**Listed records:**
# # # # #

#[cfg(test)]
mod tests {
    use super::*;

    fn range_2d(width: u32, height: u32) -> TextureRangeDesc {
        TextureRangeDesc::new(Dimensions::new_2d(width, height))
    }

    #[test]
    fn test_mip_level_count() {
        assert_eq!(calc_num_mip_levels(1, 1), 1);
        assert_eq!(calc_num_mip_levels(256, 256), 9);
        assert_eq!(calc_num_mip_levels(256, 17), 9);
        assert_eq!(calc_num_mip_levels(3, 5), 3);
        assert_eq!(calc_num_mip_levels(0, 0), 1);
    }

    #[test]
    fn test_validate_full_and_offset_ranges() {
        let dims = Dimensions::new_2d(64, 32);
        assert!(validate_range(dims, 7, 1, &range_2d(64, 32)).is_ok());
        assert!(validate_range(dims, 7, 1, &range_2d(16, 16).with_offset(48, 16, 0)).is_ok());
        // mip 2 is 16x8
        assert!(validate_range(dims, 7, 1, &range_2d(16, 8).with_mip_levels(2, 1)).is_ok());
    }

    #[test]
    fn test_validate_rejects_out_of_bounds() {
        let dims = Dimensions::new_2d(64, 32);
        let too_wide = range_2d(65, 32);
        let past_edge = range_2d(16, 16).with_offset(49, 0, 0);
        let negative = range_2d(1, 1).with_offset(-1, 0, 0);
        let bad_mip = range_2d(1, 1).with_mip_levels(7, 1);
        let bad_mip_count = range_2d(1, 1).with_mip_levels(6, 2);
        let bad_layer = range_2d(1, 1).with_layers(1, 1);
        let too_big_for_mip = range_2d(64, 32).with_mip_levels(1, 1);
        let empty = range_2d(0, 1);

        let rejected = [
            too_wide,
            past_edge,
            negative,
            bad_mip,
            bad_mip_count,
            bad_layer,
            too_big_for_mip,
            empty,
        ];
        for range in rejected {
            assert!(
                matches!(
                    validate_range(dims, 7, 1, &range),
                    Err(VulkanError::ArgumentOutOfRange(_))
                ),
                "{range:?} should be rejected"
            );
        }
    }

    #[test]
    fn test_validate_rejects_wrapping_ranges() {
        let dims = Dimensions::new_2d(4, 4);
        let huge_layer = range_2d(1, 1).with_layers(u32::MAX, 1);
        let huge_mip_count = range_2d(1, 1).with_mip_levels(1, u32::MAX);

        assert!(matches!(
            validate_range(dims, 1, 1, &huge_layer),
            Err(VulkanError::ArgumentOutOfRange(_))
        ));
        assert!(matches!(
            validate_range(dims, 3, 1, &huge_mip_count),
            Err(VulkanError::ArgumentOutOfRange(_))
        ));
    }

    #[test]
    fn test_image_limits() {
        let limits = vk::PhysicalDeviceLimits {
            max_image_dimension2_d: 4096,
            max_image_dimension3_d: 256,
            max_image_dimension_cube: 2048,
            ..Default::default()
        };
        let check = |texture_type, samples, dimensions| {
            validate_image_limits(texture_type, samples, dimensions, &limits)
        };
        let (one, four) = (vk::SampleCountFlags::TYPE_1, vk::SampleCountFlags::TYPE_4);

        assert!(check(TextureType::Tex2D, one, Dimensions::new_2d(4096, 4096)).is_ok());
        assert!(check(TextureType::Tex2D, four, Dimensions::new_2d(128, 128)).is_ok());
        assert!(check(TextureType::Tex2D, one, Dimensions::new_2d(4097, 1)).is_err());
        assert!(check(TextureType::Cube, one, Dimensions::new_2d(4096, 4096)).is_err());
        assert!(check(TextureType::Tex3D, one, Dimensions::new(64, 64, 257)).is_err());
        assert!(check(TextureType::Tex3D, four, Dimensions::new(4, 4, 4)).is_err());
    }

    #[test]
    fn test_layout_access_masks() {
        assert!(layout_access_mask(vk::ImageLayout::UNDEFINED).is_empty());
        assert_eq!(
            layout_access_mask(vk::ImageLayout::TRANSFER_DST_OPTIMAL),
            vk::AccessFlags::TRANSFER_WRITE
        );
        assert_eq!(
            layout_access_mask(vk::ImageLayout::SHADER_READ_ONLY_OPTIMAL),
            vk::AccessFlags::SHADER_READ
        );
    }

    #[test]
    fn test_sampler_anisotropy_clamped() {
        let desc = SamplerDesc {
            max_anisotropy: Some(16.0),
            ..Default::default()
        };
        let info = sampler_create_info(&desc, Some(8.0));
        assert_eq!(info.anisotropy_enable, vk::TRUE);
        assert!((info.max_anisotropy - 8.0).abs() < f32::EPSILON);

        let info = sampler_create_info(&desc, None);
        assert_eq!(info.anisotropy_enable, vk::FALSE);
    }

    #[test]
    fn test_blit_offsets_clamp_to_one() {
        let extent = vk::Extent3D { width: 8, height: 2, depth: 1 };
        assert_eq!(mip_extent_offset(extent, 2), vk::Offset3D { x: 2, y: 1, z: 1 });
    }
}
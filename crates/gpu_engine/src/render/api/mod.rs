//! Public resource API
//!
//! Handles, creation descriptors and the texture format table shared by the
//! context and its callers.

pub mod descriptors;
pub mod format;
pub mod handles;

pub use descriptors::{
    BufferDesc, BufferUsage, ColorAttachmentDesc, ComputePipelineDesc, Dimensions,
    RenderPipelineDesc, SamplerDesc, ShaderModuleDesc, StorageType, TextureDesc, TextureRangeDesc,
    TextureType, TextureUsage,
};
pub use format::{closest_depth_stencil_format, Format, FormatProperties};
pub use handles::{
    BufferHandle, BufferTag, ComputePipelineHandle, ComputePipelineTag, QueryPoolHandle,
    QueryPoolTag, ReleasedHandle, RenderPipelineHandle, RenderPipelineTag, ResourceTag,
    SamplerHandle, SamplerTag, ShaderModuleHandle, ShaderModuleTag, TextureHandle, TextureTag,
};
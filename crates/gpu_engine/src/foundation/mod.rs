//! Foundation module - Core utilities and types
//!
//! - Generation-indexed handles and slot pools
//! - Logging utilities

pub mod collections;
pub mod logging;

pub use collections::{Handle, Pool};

# # # # #

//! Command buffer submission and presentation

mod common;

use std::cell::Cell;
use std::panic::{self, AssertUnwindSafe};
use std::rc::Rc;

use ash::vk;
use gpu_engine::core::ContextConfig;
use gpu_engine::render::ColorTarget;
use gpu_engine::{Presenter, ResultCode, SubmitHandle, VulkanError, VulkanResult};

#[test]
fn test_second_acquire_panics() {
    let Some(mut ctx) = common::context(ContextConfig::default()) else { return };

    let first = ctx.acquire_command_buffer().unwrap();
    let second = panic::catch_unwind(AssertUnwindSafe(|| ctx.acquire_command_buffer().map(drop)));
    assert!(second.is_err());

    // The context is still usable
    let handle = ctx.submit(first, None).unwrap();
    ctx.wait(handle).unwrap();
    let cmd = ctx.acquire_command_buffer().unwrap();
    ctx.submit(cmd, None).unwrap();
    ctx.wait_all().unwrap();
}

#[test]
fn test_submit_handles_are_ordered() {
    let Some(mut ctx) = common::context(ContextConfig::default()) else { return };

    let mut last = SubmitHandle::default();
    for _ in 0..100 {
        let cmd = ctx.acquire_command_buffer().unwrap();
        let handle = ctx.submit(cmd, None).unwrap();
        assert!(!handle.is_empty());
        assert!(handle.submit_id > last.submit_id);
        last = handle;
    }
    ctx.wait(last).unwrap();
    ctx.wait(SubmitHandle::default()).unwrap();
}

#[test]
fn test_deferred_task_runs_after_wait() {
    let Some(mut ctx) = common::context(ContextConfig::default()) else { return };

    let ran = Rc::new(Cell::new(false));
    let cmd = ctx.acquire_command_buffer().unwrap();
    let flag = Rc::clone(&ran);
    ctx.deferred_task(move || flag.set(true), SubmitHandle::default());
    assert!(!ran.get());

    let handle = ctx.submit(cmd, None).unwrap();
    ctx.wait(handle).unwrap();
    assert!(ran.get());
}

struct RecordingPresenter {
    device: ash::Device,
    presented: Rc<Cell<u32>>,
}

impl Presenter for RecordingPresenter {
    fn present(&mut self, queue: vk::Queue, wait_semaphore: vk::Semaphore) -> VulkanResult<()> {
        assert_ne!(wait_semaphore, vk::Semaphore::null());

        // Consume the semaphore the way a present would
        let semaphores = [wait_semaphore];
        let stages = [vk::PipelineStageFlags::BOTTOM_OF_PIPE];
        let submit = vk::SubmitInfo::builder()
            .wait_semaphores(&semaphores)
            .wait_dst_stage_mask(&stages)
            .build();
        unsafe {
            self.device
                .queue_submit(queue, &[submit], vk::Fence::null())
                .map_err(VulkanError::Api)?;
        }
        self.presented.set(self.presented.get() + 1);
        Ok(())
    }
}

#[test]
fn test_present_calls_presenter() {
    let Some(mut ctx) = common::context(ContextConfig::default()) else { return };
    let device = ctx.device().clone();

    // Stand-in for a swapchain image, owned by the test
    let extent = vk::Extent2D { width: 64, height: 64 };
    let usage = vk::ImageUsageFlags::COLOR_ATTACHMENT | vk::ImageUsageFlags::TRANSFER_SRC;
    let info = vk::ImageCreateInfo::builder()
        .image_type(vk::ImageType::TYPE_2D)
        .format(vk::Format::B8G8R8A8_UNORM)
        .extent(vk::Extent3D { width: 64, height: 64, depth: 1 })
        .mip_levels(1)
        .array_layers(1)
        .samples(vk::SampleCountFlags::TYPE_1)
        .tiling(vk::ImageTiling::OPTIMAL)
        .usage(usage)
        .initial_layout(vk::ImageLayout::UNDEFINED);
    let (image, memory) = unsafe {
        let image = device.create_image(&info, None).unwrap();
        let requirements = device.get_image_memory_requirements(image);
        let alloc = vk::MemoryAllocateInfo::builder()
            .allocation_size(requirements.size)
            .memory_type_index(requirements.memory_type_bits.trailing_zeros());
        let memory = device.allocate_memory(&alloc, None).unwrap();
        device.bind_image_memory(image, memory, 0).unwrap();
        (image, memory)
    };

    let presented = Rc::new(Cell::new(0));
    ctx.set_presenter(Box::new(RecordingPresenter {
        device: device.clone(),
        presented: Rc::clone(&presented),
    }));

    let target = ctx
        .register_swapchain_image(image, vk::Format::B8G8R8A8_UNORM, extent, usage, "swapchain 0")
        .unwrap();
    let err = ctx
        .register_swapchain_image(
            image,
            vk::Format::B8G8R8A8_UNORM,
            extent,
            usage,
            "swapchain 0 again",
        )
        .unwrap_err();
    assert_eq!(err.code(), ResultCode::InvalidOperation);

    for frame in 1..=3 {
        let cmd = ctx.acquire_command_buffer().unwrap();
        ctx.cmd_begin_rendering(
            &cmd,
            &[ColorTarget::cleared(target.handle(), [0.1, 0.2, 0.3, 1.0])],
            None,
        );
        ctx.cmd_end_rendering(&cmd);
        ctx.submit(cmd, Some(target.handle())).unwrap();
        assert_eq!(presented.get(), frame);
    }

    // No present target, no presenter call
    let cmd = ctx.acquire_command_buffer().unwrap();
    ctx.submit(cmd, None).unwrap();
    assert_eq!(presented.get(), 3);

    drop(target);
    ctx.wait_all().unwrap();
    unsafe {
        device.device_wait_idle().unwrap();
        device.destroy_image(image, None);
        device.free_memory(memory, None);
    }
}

# # # # #

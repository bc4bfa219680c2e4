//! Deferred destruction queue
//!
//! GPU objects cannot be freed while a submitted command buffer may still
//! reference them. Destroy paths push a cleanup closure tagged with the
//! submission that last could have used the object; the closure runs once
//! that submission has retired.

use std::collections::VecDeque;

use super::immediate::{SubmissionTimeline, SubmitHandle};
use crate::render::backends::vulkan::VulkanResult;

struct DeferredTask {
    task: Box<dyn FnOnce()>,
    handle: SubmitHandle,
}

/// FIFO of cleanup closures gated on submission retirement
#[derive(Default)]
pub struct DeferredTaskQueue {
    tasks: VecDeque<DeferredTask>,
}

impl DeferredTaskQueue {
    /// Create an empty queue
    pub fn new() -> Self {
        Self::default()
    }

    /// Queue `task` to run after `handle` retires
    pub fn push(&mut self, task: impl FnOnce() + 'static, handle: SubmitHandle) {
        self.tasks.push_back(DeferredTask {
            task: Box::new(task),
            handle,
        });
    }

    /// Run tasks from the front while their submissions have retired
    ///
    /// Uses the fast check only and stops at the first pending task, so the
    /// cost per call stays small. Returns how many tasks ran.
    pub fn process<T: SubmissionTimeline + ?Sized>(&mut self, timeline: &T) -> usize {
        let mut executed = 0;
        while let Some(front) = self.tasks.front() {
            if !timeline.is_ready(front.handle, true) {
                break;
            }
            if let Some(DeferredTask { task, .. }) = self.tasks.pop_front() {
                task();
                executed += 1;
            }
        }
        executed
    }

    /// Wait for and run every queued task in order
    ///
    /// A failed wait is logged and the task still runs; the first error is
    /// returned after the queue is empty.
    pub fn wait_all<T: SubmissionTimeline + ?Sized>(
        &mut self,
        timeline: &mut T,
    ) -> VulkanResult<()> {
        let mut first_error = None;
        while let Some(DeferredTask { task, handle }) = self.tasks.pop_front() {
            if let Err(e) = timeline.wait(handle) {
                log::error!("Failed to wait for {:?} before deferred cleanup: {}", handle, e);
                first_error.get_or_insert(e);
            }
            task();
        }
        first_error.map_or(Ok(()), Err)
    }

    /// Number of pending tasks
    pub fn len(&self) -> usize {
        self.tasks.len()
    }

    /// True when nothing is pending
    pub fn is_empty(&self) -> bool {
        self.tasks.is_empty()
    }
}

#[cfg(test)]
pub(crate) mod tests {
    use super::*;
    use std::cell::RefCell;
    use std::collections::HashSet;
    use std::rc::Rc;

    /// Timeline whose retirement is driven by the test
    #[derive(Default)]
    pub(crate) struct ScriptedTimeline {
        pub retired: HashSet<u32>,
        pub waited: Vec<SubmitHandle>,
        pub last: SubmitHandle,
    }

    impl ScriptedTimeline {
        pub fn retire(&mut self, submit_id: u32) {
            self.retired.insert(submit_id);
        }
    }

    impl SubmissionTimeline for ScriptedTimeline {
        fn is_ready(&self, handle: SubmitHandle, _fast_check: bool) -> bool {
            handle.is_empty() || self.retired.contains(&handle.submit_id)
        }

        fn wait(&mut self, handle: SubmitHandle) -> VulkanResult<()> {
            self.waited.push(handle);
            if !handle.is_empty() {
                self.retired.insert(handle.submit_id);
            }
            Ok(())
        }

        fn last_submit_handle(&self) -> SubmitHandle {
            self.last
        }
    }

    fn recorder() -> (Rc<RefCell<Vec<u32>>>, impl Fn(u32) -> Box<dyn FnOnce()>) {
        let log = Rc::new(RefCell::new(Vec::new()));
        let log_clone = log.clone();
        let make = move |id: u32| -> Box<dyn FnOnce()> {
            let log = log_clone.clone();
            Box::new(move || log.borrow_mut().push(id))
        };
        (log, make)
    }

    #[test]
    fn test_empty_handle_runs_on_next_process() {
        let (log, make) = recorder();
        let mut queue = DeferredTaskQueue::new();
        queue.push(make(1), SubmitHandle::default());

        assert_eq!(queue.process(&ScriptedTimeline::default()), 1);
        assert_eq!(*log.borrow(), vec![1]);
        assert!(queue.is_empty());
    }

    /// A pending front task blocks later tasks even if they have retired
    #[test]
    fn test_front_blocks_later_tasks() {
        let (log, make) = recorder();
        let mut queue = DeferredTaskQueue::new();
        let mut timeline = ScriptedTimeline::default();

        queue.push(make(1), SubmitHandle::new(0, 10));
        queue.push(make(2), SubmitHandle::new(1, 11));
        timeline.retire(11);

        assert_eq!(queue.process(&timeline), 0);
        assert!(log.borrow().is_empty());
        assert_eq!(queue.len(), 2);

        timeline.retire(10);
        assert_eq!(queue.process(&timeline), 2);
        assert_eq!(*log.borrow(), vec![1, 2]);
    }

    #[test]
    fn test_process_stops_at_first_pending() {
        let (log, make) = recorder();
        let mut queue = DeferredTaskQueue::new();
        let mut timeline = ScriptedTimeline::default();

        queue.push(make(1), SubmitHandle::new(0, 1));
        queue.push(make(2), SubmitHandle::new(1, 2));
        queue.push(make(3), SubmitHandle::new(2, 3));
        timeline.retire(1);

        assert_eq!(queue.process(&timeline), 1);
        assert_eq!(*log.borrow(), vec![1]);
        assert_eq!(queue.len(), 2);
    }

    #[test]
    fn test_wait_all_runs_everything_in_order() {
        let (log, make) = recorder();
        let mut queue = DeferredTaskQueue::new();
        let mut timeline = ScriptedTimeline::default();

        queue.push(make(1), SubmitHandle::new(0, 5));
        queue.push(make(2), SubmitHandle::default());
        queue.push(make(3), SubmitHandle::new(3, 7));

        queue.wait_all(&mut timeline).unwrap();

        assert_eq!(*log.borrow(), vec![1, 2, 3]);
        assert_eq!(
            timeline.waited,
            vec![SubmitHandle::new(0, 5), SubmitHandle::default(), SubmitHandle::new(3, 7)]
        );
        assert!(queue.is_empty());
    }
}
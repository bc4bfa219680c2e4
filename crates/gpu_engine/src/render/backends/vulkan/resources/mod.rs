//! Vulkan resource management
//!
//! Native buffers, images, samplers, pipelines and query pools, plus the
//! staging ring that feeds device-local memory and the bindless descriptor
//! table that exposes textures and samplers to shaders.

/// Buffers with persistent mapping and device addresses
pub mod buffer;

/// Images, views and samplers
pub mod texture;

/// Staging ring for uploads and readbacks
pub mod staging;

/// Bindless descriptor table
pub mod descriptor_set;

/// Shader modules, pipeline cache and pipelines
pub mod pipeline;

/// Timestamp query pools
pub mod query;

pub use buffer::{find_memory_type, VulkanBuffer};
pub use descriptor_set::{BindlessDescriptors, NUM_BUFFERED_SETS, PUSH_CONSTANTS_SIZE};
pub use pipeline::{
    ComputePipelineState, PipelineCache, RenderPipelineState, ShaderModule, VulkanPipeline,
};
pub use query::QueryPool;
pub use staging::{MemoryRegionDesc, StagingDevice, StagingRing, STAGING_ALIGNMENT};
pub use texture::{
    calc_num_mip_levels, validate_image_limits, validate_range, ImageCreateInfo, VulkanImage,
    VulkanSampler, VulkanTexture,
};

# # # # #

**What is required:**
How many lines of the material above have the word "still" in them? Give only that number.

**Exercise solution:**
3